For characters equal to or below 2047 (hex 0x07FF), the UTF-8 representation is spread across two bytes. The first byte will have the two high bits set and the third bit clear (i.e. 0xC2 to 0xDF). The second byte will have the top bit set and the second bit clear (i.e. 0x80 to 0xBF).
If I'm not mistaken, this means UTF-8 requires two bytes to represent 2048 characters. In other words, we need to choose 2048 candidates from 2^16 options to represent each character.
Based on the byte ranges given (0xC2-0xDF and 0x80-0xBF), I calculated that there are 30 * 64 = 1920 possible combinations. However, the text also mentions 2048 characters.
How does 1920 numbers accommodate 2048 combinations? Is there a mistake in my calculation or in the text? Or is there something I'm misunderstanding about how these byte ranges relate to the number of representable characters?
Think of it as a container, where the encoding reserves a few bits for its own synchronization, and you get to use the remaining bits.
So for the range in question, the encoding "template" is
110 abcde 10 fghijk
(where I have left a single space to mark the boundary between the template and the value from the code point we want to encode, and two spaces between the actual bytes)

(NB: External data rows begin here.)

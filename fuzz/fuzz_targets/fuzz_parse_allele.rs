//! Fuzz target for allele classification
//!
//! Arbitrary strings are classified against a fixed reference; breakend
//! parsing must fail with an error, never panic.

#![no_main]

use libfuzzer_sys::fuzz_target;

fuzz_target!(|data: &[u8]| {
    if let Ok(input) = std::str::from_utf8(data) {
        if input.len() > 1000 {
            return;
        }

        let _ = ferro_sv::variant::analyze_allele("G", input);
        let _ = ferro_sv::variant::parse_breakend(input);
    }
});
//! Genes, transcripts, exons and domains hit by a short variant

use crate::annotation::gene::{Domain, Gene, Interval, Strand};
use serde::{Deserialize, Serialize};

/// An exon hit by the variant.
#[derive(Debug, Clone, PartialEq, Eq, Serialize, Deserialize)]
#[serde(rename_all = "camelCase")]
pub struct AffectedExon {
    /// 1-based, counted in transcription direction
    pub number: usize,
    pub start: i64,
    pub end: i64,
    pub domains: Vec<Domain>,
}

#[derive(Debug, Clone, PartialEq, Eq, Serialize, Deserialize)]
#[serde(rename_all = "camelCase")]
pub struct AffectedTranscript {
    pub name: String,
    pub exons: Vec<AffectedExon>,
}

/// A gene fully containing the variant.
#[derive(Debug, Clone, PartialEq, Eq, Serialize, Deserialize)]
#[serde(rename_all = "camelCase")]
pub struct AffectedGene {
    pub name: String,
    #[serde(default, skip_serializing_if = "Option::is_none")]
    pub strand: Option<Strand>,
    pub transcripts: Vec<AffectedTranscript>,
}

/// One row of the flattened gene / transcript / exon / domain table.
#[derive(Debug, Clone, PartialEq, Eq, Serialize, Deserialize)]
#[serde(rename_all = "camelCase")]
pub struct AffectedRow {
    pub gene: String,
    pub transcript: String,
    pub exon: usize,
    #[serde(default, skip_serializing_if = "Option::is_none")]
    pub domain: Option<String>,
}

/// Strip UTR blocks from the exon ends. Blocks left empty are dropped.
pub fn extract_cds_regions(exons: &[Interval], utrs: &[Interval]) -> Vec<Interval> {
    exons
        .iter()
        .filter_map(|exon| {
            let mut cds = *exon;
            for utr in utrs {
                if utr.start == cds.start {
                    cds.start = utr.end + 1;
                }
                if utr.end == cds.end {
                    cds.end = utr.start - 1;
                }
            }
            (cds.end > cds.start).then_some(cds)
        })
        .collect()
}

fn covers_endpoint(offset: i64, start: i64, end: i64, v_start: i64, v_end: i64) -> bool {
    let (s, e) = (offset + start, offset + end);
    (s <= v_start && e >= v_start) || (s <= v_end && e >= v_end)
}

/// Collect the features a variant spanning `start..=end` touches.
///
/// Genes must contain the whole variant; transcripts, coding exons and
/// domains need only contain one of its ends.
pub fn affected_features(genes: &[Gene], start: u64, end: u64) -> Vec<AffectedGene> {
    let (v_start, v_end) = (start as i64, end as i64);
    genes
        .iter()
        .filter(|g| g.is_ok() && g.start_index <= start && g.end_index >= end)
        .map(|gene| {
            let offset = gene.start_index as i64;
            let transcripts = gene
                .transcripts
                .iter()
                .filter(|t| covers_endpoint(offset, t.start, t.end, v_start, v_end))
                .map(|t| {
                    let cds = extract_cds_regions(&t.exon, &t.utr);
                    let count = cds.len();
                    let exons = cds
                        .iter()
                        .enumerate()
                        .filter(|(_, e)| covers_endpoint(offset, e.start, e.end, v_start, v_end))
                        .map(|(i, e)| {
                            let number = match gene.strand {
                                Some(Strand::Negative) => count - i,
                                _ => i + 1,
                            };
                            let domains = t
                                .domain
                                .iter()
                                .filter(|d| {
                                    d.start >= e.start
                                        && d.end <= e.end
                                        && covers_endpoint(offset, d.start, d.end, v_start, v_end)
                                })
                                .cloned()
                                .collect();
                            AffectedExon {
                                number,
                                start: e.start,
                                end: e.end,
                                domains,
                            }
                        })
                        .collect();
                    AffectedTranscript {
                        name: t.name.clone(),
                        exons,
                    }
                })
                .collect();
            AffectedGene {
                name: gene.display_name(),
                strand: gene.strand,
                transcripts,
            }
        })
        .collect()
}

/// Flatten affected genes into table rows: one row per exon without
/// domains, one row per distinct domain otherwise.
pub fn affected_rows(genes: &[AffectedGene]) -> Vec<AffectedRow> {
    let mut rows = Vec::new();
    for gene in genes {
        for transcript in &gene.transcripts {
            for exon in &transcript.exons {
                let row = |domain: Option<String>| AffectedRow {
                    gene: gene.name.clone(),
                    transcript: transcript.name.clone(),
                    exon: exon.number,
                    domain,
                };
                if exon.domains.is_empty() {
                    rows.push(row(None));
                }
                let mut seen: Vec<&str> = Vec::new();
                for domain in &exon.domains {
                    if !seen.contains(&domain.name.as_str()) {
                        seen.push(&domain.name);
                        rows.push(row(Some(domain.name.clone())));
                    }
                }
            }
        }
    }
    rows
}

and you get to use the 11 bits abcdefghijk for the value you actually want to transmit.
So for the code point U+07EB you get
0x07 00000111
0xEB 11101011
where the top five zero bits are masked out (remember, we only get 11 -- because the maximum value that the encoding can accommodate in two bytes is 0x07FF. If you have a larger value, the encoding will use a different template, which is three bytes) and so
0x07 = _____ 111 (template: _____ abc)
0xEB = 11 101011 (template: de fghijk)
abc de = 111 11 (where the first three come from 0x07, and the next two from 0xEB)
fghijk = 101011 (the remaining bits from 0xEB)
yielding the value
110 11111 10 101011
aka 0xDF 0xAB.
Wikipedia's article on UTF-8 contains more examples with nicely colored numbers to see what comes from where.
The range 0x00-0x7F, which can be represented in a single byte, contains 128 code points; the two-byte range thus needs to accommodate 1920 = 2048-128 code points.
The raw encoding would allow values in the range 0xC0-0xBF in the first byte, but the values 0xC0 and 0xC1 are not ever needed because those would represent code points which can be represented in a single byte, and thus are invalid as per the encoding spec. In other words, the 0x02 in 0xC2 comes from the fact that at least one bit in the high four bits out of the 11 that this segment of the encoding can represent (one of abcd) needs to be a one bit in order for the value to require two bytes.